She does not recall her own father when he greets her, and the stones explain that “Father is
not a word that dead people understand.”27 Without parents, memories, or human bonds, the
dead cannot understand the living, and thus they lose their humanity. Al-Shamma interprets the
representation of life and death in this play “as a continuum, along which Orpheus represents the
living, Eurydice the newly-dead, her father the recently dead, and the Stones, the contented and
long-dead.”28 The Stones’ distance from humanity is displayed in their lack of individuality;
they speak in unison, finish each others sentences, and dully recite the rules of this afterlife
where fathers do not exist and “[b]eing sad is not allowed!”29 Eurydice clings to humanity with
the help of her father, who slowly rebuilds her knowledge of herself and the world of the living,
but when he dips himself in the river and abandons her, she loses her last link to other human
beings.
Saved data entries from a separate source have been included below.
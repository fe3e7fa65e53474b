//! Edify script helpers for OTA packages.
//!
//! The generic generator (mounts, formats, asserts) lives elsewhere and is
//! seen here only through [`ScriptContext`]. [`DeviceScript`] adds the
//! device-specific emitters on top of any such context.

pub mod fstab;

use std::collections::BTreeSet;

use thiserror::Error;
use tracing::debug;

pub use fstab::{DeviceInfo, Fstab, FstabError, Partition};

#[derive(Debug, Error, PartialEq, Eq)]
pub enum EdifyError {
    #[error("No fstab entry for mount point {0:?}")]
    UnknownMountPoint(String),
}

/// What a script generator must expose for the device helpers to work.
pub trait ScriptContext {
    /// Append one entry to the script.
    fn append(&mut self, line: String);

    /// Device metadata, including the partition table if one was loaded.
    fn info(&self) -> &DeviceInfo;

    /// Record that `mount_point` has been unmounted.
    fn mark_unmounted(&mut self, mount_point: String);
}

/// Device-specific script emitters.
pub trait DeviceScript: ScriptContext {
    /// Unpack `src` from the OTA package to `dst` on the device.
    fn unpack_package_file(&mut self, src: &str, dst: &str) {
        self.append(format!("package_extract_file(\"{src}\", \"{dst}\");"));
    }

    /// Write package file `image` as a raw image to `partition`.
    ///
    /// The image is staged under /tmp and removed afterwards.
    fn emmc_write_raw_image(&mut self, partition: &str, image: &str) {
        self.append(format!(
            "assert(package_extract_file(\"{image}\", \"/tmp/{image}\"),\n       \
             write_raw_image(\"/tmp/{image}\", \"{partition}\"),\n       \
             delete(\"/tmp/{image}\"));"
        ));
    }

    /// Unmount the partition mounted at `mount_point`.
    ///
    /// Does nothing when the device has no fstab at all.
    fn unmount(&mut self, mount_point: &str) -> Result<(), EdifyError> {
        let Some(fstab) = self.info().fstab.as_ref() else {
            debug!(mount_point, "no fstab loaded, skipping unmount");
            return Ok(());
        };
        let target = fstab
            .get(mount_point)
            .map(|p| p.mount_point.clone())
            .ok_or_else(|| EdifyError::UnknownMountPoint(mount_point.to_string()))?;

        self.append(format!("unmount(\"{target}\");"));
        self.mark_unmounted(target);
        Ok(())
    }
}

impl<T: ScriptContext + ?Sized> DeviceScript for T {}

/// A plain in-memory script generator.
#[derive(Debug, Clone, Default)]
pub struct EdifyGenerator {
    pub script: Vec<String>,
    pub info: DeviceInfo,
    pub mounts: BTreeSet<String>,
}

impl EdifyGenerator {
    pub fn new(info: DeviceInfo) -> Self {
        Self {
            script: Vec::new(),
            info,
            mounts: BTreeSet::new(),
        }
    }

    /// The script as it would be written to updater-script.
    pub fn render(&self) -> String {
        let mut out = self.script.join("\n");
        out.push('\n');
        out
    }
}

impl ScriptContext for EdifyGenerator {
    fn append(&mut self, line: String) {
        self.script.push(line);
    }

    fn info(&self) -> &DeviceInfo {
        &self.info
    }

    fn mark_unmounted(&mut self, mount_point: String) {
        self.mounts.insert(mount_point);
    }
}
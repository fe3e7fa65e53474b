//! mkshbootimg - pack a kernel, boot image and optional recovery image
//! into a single block-aligned boot image.
//!
//! ```text
//! mkshbootimg output kernel boot [recovery]
//! ```

use anyhow::{Context, Result};
use clap::error::ErrorKind;
use clap::Parser;
use std::path::PathBuf;
use std::process::ExitCode;
use tracing_subscriber::{layer::SubscriberExt, util::SubscriberInitExt, EnvFilter};

use shbootimg::bootimg;
use shbootimg::config::Config;
use shbootimg::timing::Timer;

#[derive(Parser)]
#[command(name = "mkshbootimg")]
#[command(about = "Pack kernel, boot and recovery images into one boot image")]
struct Cli {
    /// Output image (created or truncated)
    output: PathBuf,
    /// Kernel image, placed at byte 0
    kernel: PathBuf,
    /// Boot filesystem image
    boot: PathBuf,
    /// Recovery filesystem image
    recovery: Option<PathBuf>,
}

fn usage() -> String {
    let argv0 = std::env::args().next().unwrap_or_else(|| "mkshbootimg".to_string());
    format!("Usage: {} output kernel boot [recovery]", argv0)
}

fn init_logging(config: &Config) {
    let filter = EnvFilter::try_new(&config.log_filter)
        .unwrap_or_else(|_| EnvFilter::new(shbootimg::config::DEFAULT_LOG_FILTER));
    tracing_subscriber::registry()
        .with(filter)
        .with(tracing_subscriber::fmt::layer().with_writer(std::io::stderr))
        .init();
}

fn run(cli: Cli) -> Result<()> {
    let timer = Timer::start("pack");
    let layout = bootimg::pack_files(
        &cli.output,
        &cli.kernel,
        &cli.boot,
        cli.recovery.as_deref(),
    )
    .with_context(|| format!("Failed to pack {}", cli.output.display()))?;
    timer.finish();

    println!(
        "boot: offset={} len={}",
        layout.boot.offset, layout.boot.len
    );
    if let Some(recovery) = layout.recovery {
        println!("recovery: offset={} len={}", recovery.offset, recovery.len);
    }
    println!("Created {} ({} bytes)", cli.output.display(), layout.total_len);

    Ok(())
}

fn main() -> ExitCode {
    let cli = match Cli::try_parse() {
        Ok(cli) => cli,
        Err(e) if e.kind() == ErrorKind::MissingRequiredArgument => {
            println!("{}", usage());
            return ExitCode::from(1);
        }
        Err(e) => e.exit(),
    };

    let config = Config::load();
    init_logging(&config);
    config.print();

    match run(cli) {
        Ok(()) => ExitCode::SUCCESS,
        Err(e) => {
            eprintln!("Error: {:#}", e);
            ExitCode::FAILURE
        }
    }
}
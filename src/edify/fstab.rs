//! Partition table from the recovery fstab.
//!
//! Format, one partition per line:
//!
//! ```text
//! # mount_point  fs_type  device              [device2]  [options]
//! /boot          emmc     /dev/block/mmcblk0p5
//! /data          ext4     /dev/block/mmcblk0p10          length=-16384
//! ```

use std::collections::BTreeMap;

use serde::{Deserialize, Serialize};
use thiserror::Error;

#[derive(Debug, Error, PartialEq, Eq)]
pub enum FstabError {
    #[error("Malformed fstab line {line}: {content:?}")]
    Malformed { line: usize, content: String },
    #[error("Invalid length option on line {line}: {value:?}")]
    InvalidLength { line: usize, value: String },
}

/// One partition entry.
#[derive(Debug, Clone, PartialEq, Eq, Serialize, Deserialize)]
pub struct Partition {
    pub mount_point: String,
    pub fs_type: String,
    pub device: String,
    #[serde(default)]
    pub device2: Option<String>,
    #[serde(default)]
    pub length: i64,
}

/// Partitions keyed by mount point.
#[derive(Debug, Clone, Default, PartialEq, Eq, Serialize, Deserialize)]
#[serde(transparent)]
pub struct Fstab {
    entries: BTreeMap<String, Partition>,
}

impl Fstab {
    /// Parse recovery.fstab text.
    pub fn parse(text: &str) -> Result<Self, FstabError> {
        let mut fstab = Self::default();

        for (idx, raw) in text.lines().enumerate() {
            let line = raw.trim();
            if line.is_empty() || line.starts_with('#') {
                continue;
            }

            let fields: Vec<&str> = line.split_whitespace().collect();
            if fields.len() < 3 {
                return Err(FstabError::Malformed {
                    line: idx + 1,
                    content: line.to_string(),
                });
            }

            let mut partition = Partition {
                mount_point: fields[0].to_string(),
                fs_type: fields[1].to_string(),
                device: fields[2].to_string(),
                device2: None,
                length: 0,
            };

            // A fourth field is either a second device or the option list.
            let mut options = fields.get(3).copied();
            if let Some(field) = options {
                if field.starts_with('/') {
                    partition.device2 = Some(field.to_string());
                    options = fields.get(4).copied();
                }
            }

            for option in options.into_iter().flat_map(|o| o.split(',')) {
                if let Some(value) = option.strip_prefix("length=") {
                    partition.length = value.parse().map_err(|_| FstabError::InvalidLength {
                        line: idx + 1,
                        value: value.to_string(),
                    })?;
                }
            }

            fstab.insert(partition);
        }

        Ok(fstab)
    }

    pub fn insert(&mut self, partition: Partition) {
        self.entries.insert(partition.mount_point.clone(), partition);
    }

    pub fn get(&self, mount_point: &str) -> Option<&Partition> {
        self.entries.get(mount_point)
    }

    pub fn len(&self) -> usize {
        self.entries.len()
    }

    pub fn is_empty(&self) -> bool {
        self.entries.is_empty()
    }

    pub fn iter(&self) -> impl Iterator<Item = &Partition> {
        self.entries.values()
    }
}

/// Device metadata handed to the script generator.
#[derive(Debug, Clone, Default, PartialEq, Eq, Serialize, Deserialize)]
pub struct DeviceInfo {
    #[serde(default)]
    pub fstab: Option<Fstab>,
}

impl DeviceInfo {
    pub fn with_fstab(fstab: Fstab) -> Self {
        Self { fstab: Some(fstab) }
    }

    /// Load device info from its JSON form.
    pub fn from_json(json: &str) -> serde_json::Result<Self> {
        serde_json::from_str(json)
    }
}

#[cfg(test)]
mod tests {
    use super::*;

    const FSTAB: &str = "\
# mount point\tfstype\t\tdevice\t\t\t[device2]
/efs\t\text4\t\t/dev/block/mmcblk0p1
/boot\t\temmc\t\t/dev/block/mmcblk0p5
/sdcard\t\tvfat\t\t/dev/block/mmcblk0p11\t/dev/block/mmcblk0
/data\t\text4\t\t/dev/block/mmcblk0p10\tlength=-16384
";

    #[test]
    fn test_parse_fstab() {
        let fstab = Fstab::parse(FSTAB).unwrap();
        assert_eq!(fstab.len(), 4);

        let boot = fstab.get("/boot").unwrap();
        assert_eq!(boot.fs_type, "emmc");
        assert_eq!(boot.device, "/dev/block/mmcblk0p5");
        assert_eq!(boot.device2, None);

        let sdcard = fstab.get("/sdcard").unwrap();
        assert_eq!(sdcard.device2.as_deref(), Some("/dev/block/mmcblk0"));

        assert_eq!(fstab.get("/data").unwrap().length, -16384);
    }

    #[test]
    fn test_parse_malformed_line() {
        let err = Fstab::parse("/system ext4\n").unwrap_err();
        assert_eq!(
            err,
            FstabError::Malformed {
                line: 1,
                content: "/system ext4".to_string()
            }
        );
    }

    #[test]
    fn test_parse_bad_length() {
        let err = Fstab::parse("/data ext4 /dev/block/mmcblk0p10 length=big\n").unwrap_err();
        assert!(matches!(err, FstabError::InvalidLength { line: 1, .. }));
    }

    #[test]
    fn test_device_info_from_json() {
        let json = r#"{
            "fstab": {
                "/system": {
                    "mount_point": "/system",
                    "fs_type": "ext4",
                    "device": "/dev/block/mmcblk0p9"
                }
            }
        }"#;
        let info = DeviceInfo::from_json(json).unwrap();
        let fstab = info.fstab.unwrap();
        assert_eq!(fstab.get("/system").unwrap().length, 0);
    }

    #[test]
    fn test_device_info_without_fstab() {
        let info = DeviceInfo::from_json("{}").unwrap();
        assert!(info.fstab.is_none());
    }
}
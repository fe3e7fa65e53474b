//! Shared test utilities for shbootimg tests.
#![allow(dead_code)]

use regex::Regex;
use std::collections::HashMap;
use std::fs;
use std::path::{Path, PathBuf};
use tempfile::TempDir;

pub const BLOCK: usize = 512;

/// Test environment with a scratch directory for input and output images.
pub struct TestEnv {
    /// Temporary directory (kept alive for lifetime of TestEnv)
    pub _temp_dir: TempDir,
    pub dir: PathBuf,
}

impl TestEnv {
    pub fn new() -> Self {
        let temp_dir = TempDir::new().expect("Failed to create temp dir");
        let dir = temp_dir.path().to_path_buf();
        Self {
            _temp_dir: temp_dir,
            dir,
        }
    }

    /// Write an input image and return its path.
    pub fn image(&self, name: &str, data: &[u8]) -> PathBuf {
        let path = self.dir.join(name);
        fs::write(&path, data).expect("Failed to write input image");
        path
    }

    pub fn path(&self, name: &str) -> PathBuf {
        self.dir.join(name)
    }
}

/// Read the table slot that starts at `table_offset`.
pub fn table_slot(image: &[u8], table_offset: usize) -> &[u8] {
    &image[table_offset..table_offset + BLOCK]
}

/// Parse the `key=value;` pairs out of an offset table slot.
pub fn parse_offset_table(slot: &[u8]) -> HashMap<String, u64> {
    let text = String::from_utf8_lossy(slot);
    assert!(
        text.starts_with("\n\nBOOT_IMAGE_OFFSETS\n"),
        "Offset table header missing: {:?}",
        text
    );

    let re = Regex::new(r"([a-z_]+)=(\d+);").unwrap();
    re.captures_iter(&text)
        .map(|c| (c[1].to_string(), c[2].parse().unwrap()))
        .collect()
}

/// Assert that `data` is all zero bytes.
pub fn assert_zeros(data: &[u8], what: &str) {
    assert!(
        data.iter().all(|&b| b == 0),
        "Expected zero padding in {}",
        what
    );
}

pub fn read(path: &Path) -> Vec<u8> {
    fs::read(path).expect("Failed to read output image")
}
She writes a final letter to Orpheus and then Ruhl describes how “She dips herself in the
River./A small metallic sound of forgetfulness—ping” as she surrenders her identity.30 The loss of
memory takes the humanity from all three characters, the Father, Eurydice, and Orpheus, and the
play ends with silence and isolation rather than connection.31 The characters can no longer relate
to each other and will become like the Stones who forgot themselves and their humanity long
ago. Ruhl warns against forgetting each other, even to escape grief, because forgetting the
people that make up one’s past can lead to a loss of self.